Ok, I agree with most of the points you made. It is indeed should be
more complicated then what was in original patch.

Currently my proposal is:
 1. Use separate thresholds for battery (hardcoded at 40, 45)
 2. Output a huge warning on T43's about non-well understood sensors.
 3. Still use those 0xc0-0xc2 in maximum temp computation.
 4. Some algorithm for 2 step fan speed control (I almost do not hear
the noise difference between level 3 and level 6 so I don't see the
point in using level 3).

Why do I insist on not using separate thresholds for each sensor? 

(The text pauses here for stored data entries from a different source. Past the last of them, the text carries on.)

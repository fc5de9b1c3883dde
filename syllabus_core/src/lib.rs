//! `syllabus_core` selects and prunes the documents of a modular course.
//!
//! Documents declare the identifiers they provide, require and mention in a
//! `.. meta::` block. A nested YAML unit configuration picks the leaf
//! documents of one course and the levels and scenarios each one is taught
//! at. From those two inputs the library computes the selection tags for the
//! renderer and the smallest set of documents the course actually needs.
//!
//! ## Processing Pipeline
//!
//! ```text
//! syllabus.toml + course.yaml
//!   → Unit loader (validates the whole tree, fatal errors abort here)
//!   → Flattener (resolves default/all lists, emits tags and leaf documents)
//! *.rst documents
//!   → Extractor (metadata fields, roles, glossary terms, options, toctrees)
//!   → Provider registry (identifier → owning document)
//!   → Dependency graph (required and mentioned edges)
//!   → Closure resolver (required first, then mentioned)
//!   → Pruner (unused documents, filtered navigation, rebuild bookkeeping)
//! ```
//!
//! ## Modules
//!
//! - [`config`]: Loading `syllabus.toml`: level and scenario vocabularies, exclude patterns and the default course.
//! - [`unit`]: Parsing and validating nested unit configuration files.
//! - [`project`]: Document discovery and the [`plan_course`] pipeline.
//! - [`state`]: The persisted state of the previous build.
//!
//! ## Key Types
//!
//! - [`Identifier`]: A normalized `kind:value` token such as `term:lidar`.
//! - [`Document`]: A discovered document with its declared tokens.
//! - [`DependencyGraph`]: Required and mentioned edges between documents.
//! - [`Closure`]: The selected, required and mentioned documents.
//! - [`CoursePlan`]: Everything a renderer needs to build one course.
//! - [`CourseDiagnostic`]: A recoverable problem, reported as a warning.
//!
//! ## Quick Start
//!
//! ```rust,no_run
//! use std::path::Path;
//!
//! use syllabus_core::PlanOptions;
//! use syllabus_core::plan_course;
//!
//! let options = PlanOptions {
//! 	course: Some("course.yaml".into()),
//! 	..PlanOptions::default()
//! };
//! let plan = plan_course(Path::new("."), &options).unwrap();
//!
//! for tag in &plan.tags {
//! 	println!("-t {tag}");
//! }
//! ```

pub use config::*;
pub use diagnostic::*;
pub use document::*;
pub use error::*;
pub use extract::UNIT_DURATION;
pub use extract::UNIT_INTERACTION;
pub use extract::UNIT_MENTIONS;
pub use extract::UNIT_PROVIDES;
pub use extract::UNIT_REQUIRES;
pub use extract::UNIT_TYPE;
pub use flatten::*;
pub use graph::*;
pub use identifier::*;
pub use project::*;
pub use pruner::*;
pub use registry::*;
pub use resolver::*;
pub use state::BuildState;
pub use state::Fingerprint;
pub use unit::*;

pub mod config;
mod diagnostic;
mod document;
#[allow(unused_assignments)]
mod error;
pub(crate) mod extract;
mod flatten;
mod graph;
mod identifier;
pub(crate) mod lexer;
pub mod project;
mod pruner;
mod registry;
mod resolver;
pub mod state;
pub mod unit;

#[cfg(test)]
mod __fixtures;
#![allow(dead_code)]

use std::path::Path;

use assert_cmd::Command;
use insta_cmd::get_cargo_bin;

pub fn syllabus_cmd() -> Command {
	let mut cmd = Command::new(get_cargo_bin("syllabus"));
	cmd.env("NO_COLOR", "1");
	cmd.env_remove("SYLLABUS_LOG");
	cmd
}

pub fn write(root: &Path, relative: &str, content: &str) -> std::io::Result<()> {
	let path = root.join(relative);
	if let Some(parent) = path.parent() {
		std::fs::create_dir_all(parent)?;
	}
	std::fs::write(path, content)
}

/// A course whose single component `intro` requires a glossary term; the
/// glossary mentions a demo and `orphan` is never needed.
pub fn write_course(root: &Path) -> std::io::Result<()> {
	write(
		root,
		"syllabus.toml",
		"course = \"course.yaml\"\n\n[scenarios]\nturtlebot = \"TurtleBot 3\"\n",
	)?;
	write(
		root,
		"course.yaml",
		"title: Robotics\ncomponents:\n  intro:\n    levels: [beginner]\n",
	)?;
	write(
		root,
		"intro.rst",
		".. meta::\n   :unit-type: lecture\n   :unit-requires: term:gripper\n\nIntro\n=====\n",
	)?;
	write(
		root,
		"hardware_glossary.rst",
		".. meta::\n   :unit-mentions: program:demo\n\n.. glossary::\n\n   Gripper\n      The \
		 hand.\n",
	)?;
	write(
		root,
		"demo_walkthrough.rst",
		".. meta::\n   :unit-type: demo\n\n.. program:: demo\n",
	)?;
	write(
		root,
		"orphan.rst",
		".. meta::\n   :unit-type: lecture\n\nUnused.\n",
	)
}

First, because it'll require too much work for maintaining a list of
models, maps of sensors, reasonable thresholds etc.

Second and more important, I don't believe any chip will really be
seriously damaged by temperatures around 60 C. But then how come all
those super-smart IBM/Lenovo engineers put thresholds so much below? 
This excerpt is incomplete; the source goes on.